■ **Supplied records**:
══════

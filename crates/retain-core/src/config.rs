//! Parameter loading
//!
//! Parameters are read once at startup and then shared read-only. Resolution
//! order for the file:
//!
//! 1. An explicit path
//! 2. `RETAIN_CONFIG`
//! 3. `scheduler.json` in the platform config directory, if it exists
//! 4. Built-in defaults
//!
//! Environment overrides are applied on top, then the result is validated.

use std::path::{Path, PathBuf};

use directories::ProjectDirs;
use tracing::{debug, info};

use crate::error::SchedulerError;
use crate::fsrs::{FSRSParameters, Weights};

/// Env var naming a parameter file
pub const CONFIG_ENV: &str = "RETAIN_CONFIG";
/// Env override for `desired_retention`
pub const RETENTION_ENV: &str = "RETAIN_DESIRED_RETENTION";
/// Env override for `maximum_interval`
pub const MAXIMUM_INTERVAL_ENV: &str = "RETAIN_MAXIMUM_INTERVAL";
/// Env override for `enable_fuzz`
pub const FUZZ_ENV: &str = "RETAIN_ENABLE_FUZZ";
/// Env override for the weight vector (comma-separated)
pub const WEIGHTS_ENV: &str = "RETAIN_WEIGHTS";

const CONFIG_FILE_NAME: &str = "scheduler.json";

/// Configuration error
#[derive(Debug, thiserror::Error)]
pub enum ConfigError {
    /// Reading the parameter file failed
    #[error("Failed to read {path}: {source}")]
    Io {
        path: PathBuf,
        #[source]
        source: std::io::Error,
    },
    /// The parameter file is not valid JSON for [`FSRSParameters`]
    #[error("Failed to parse {path}: {source}")]
    Parse {
        path: PathBuf,
        #[source]
        source: serde_json::Error,
    },
    /// An environment override could not be parsed
    #[error("Invalid value for {var}: {value}")]
    InvalidOverride { var: &'static str, value: String },
    /// The resolved parameters failed validation
    #[error(transparent)]
    Invalid(#[from] SchedulerError),
}

/// Platform config location of the parameter file
pub fn default_config_path() -> Option<PathBuf> {
    ProjectDirs::from("com", "retain", "retain").map(|dirs| dirs.config_dir().join(CONFIG_FILE_NAME))
}

/// Read and parse one parameter file without overrides or validation
pub fn read_parameters(path: &Path) -> Result<FSRSParameters, ConfigError> {
    let raw = std::fs::read_to_string(path).map_err(|source| ConfigError::Io {
        path: path.to_path_buf(),
        source,
    })?;
    serde_json::from_str(&raw).map_err(|source| ConfigError::Parse {
        path: path.to_path_buf(),
        source,
    })
}

/// Resolve, override and validate the process-wide parameters
pub fn load_parameters(path: Option<&Path>) -> Result<FSRSParameters, ConfigError> {
    let env_path = std::env::var_os(CONFIG_ENV).map(PathBuf::from);
    let resolved = match (path, env_path) {
        (Some(p), _) => Some(p.to_path_buf()),
        (None, Some(p)) => Some(p),
        (None, None) => default_config_path().filter(|p| p.exists()),
    };

    let params = match resolved {
        Some(p) => {
            info!(path = %p.display(), "Loading scheduler parameters");
            read_parameters(&p)?
        }
        None => {
            debug!("No parameter file found, using built-in defaults");
            FSRSParameters::default()
        }
    };

    let params = apply_overrides(params, |var| std::env::var(var).ok())?;
    params.validate()?;
    Ok(params)
}

/// Apply `RETAIN_*` overrides read through `lookup`
pub fn apply_overrides<F>(mut params: FSRSParameters, lookup: F) -> Result<FSRSParameters, ConfigError>
where
    F: Fn(&str) -> Option<String>,
{
    if let Some(value) = lookup(RETENTION_ENV) {
        params.desired_retention = value.trim().parse().map_err(|_| ConfigError::InvalidOverride {
            var: RETENTION_ENV,
            value: value.clone(),
        })?;
    }

    if let Some(value) = lookup(MAXIMUM_INTERVAL_ENV) {
        params.maximum_interval = value.trim().parse().map_err(|_| ConfigError::InvalidOverride {
            var: MAXIMUM_INTERVAL_ENV,
            value: value.clone(),
        })?;
    }

    if let Some(value) = lookup(FUZZ_ENV) {
        params.enable_fuzz = match value.trim().to_lowercase().as_str() {
            "1" | "true" | "yes" | "on" => true,
            "0" | "false" | "no" | "off" => false,
            _ => {
                return Err(ConfigError::InvalidOverride {
                    var: FUZZ_ENV,
                    value,
                });
            }
        };
    }

    if let Some(value) = lookup(WEIGHTS_ENV) {
        let parsed: Result<Vec<f64>, _> = value.split(',').map(|v| v.trim().parse::<f64>()).collect();
        let weights = parsed
            .ok()
            .and_then(|w| Weights::try_from(w.as_slice()).ok())
            .ok_or_else(|| ConfigError::InvalidOverride {
                var: WEIGHTS_ENV,
                value: value.clone(),
            })?;
        params.weights = weights;
        params.version = format!("{}+env", params.version);
    }

    Ok(params)
}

══════

■ **Task to complete**: Using the material above, return every line that holds the string "validation".

■ **Solution**:
    /// The resolved parameters failed validation
/// Read and parse one parameter file without overrides or validation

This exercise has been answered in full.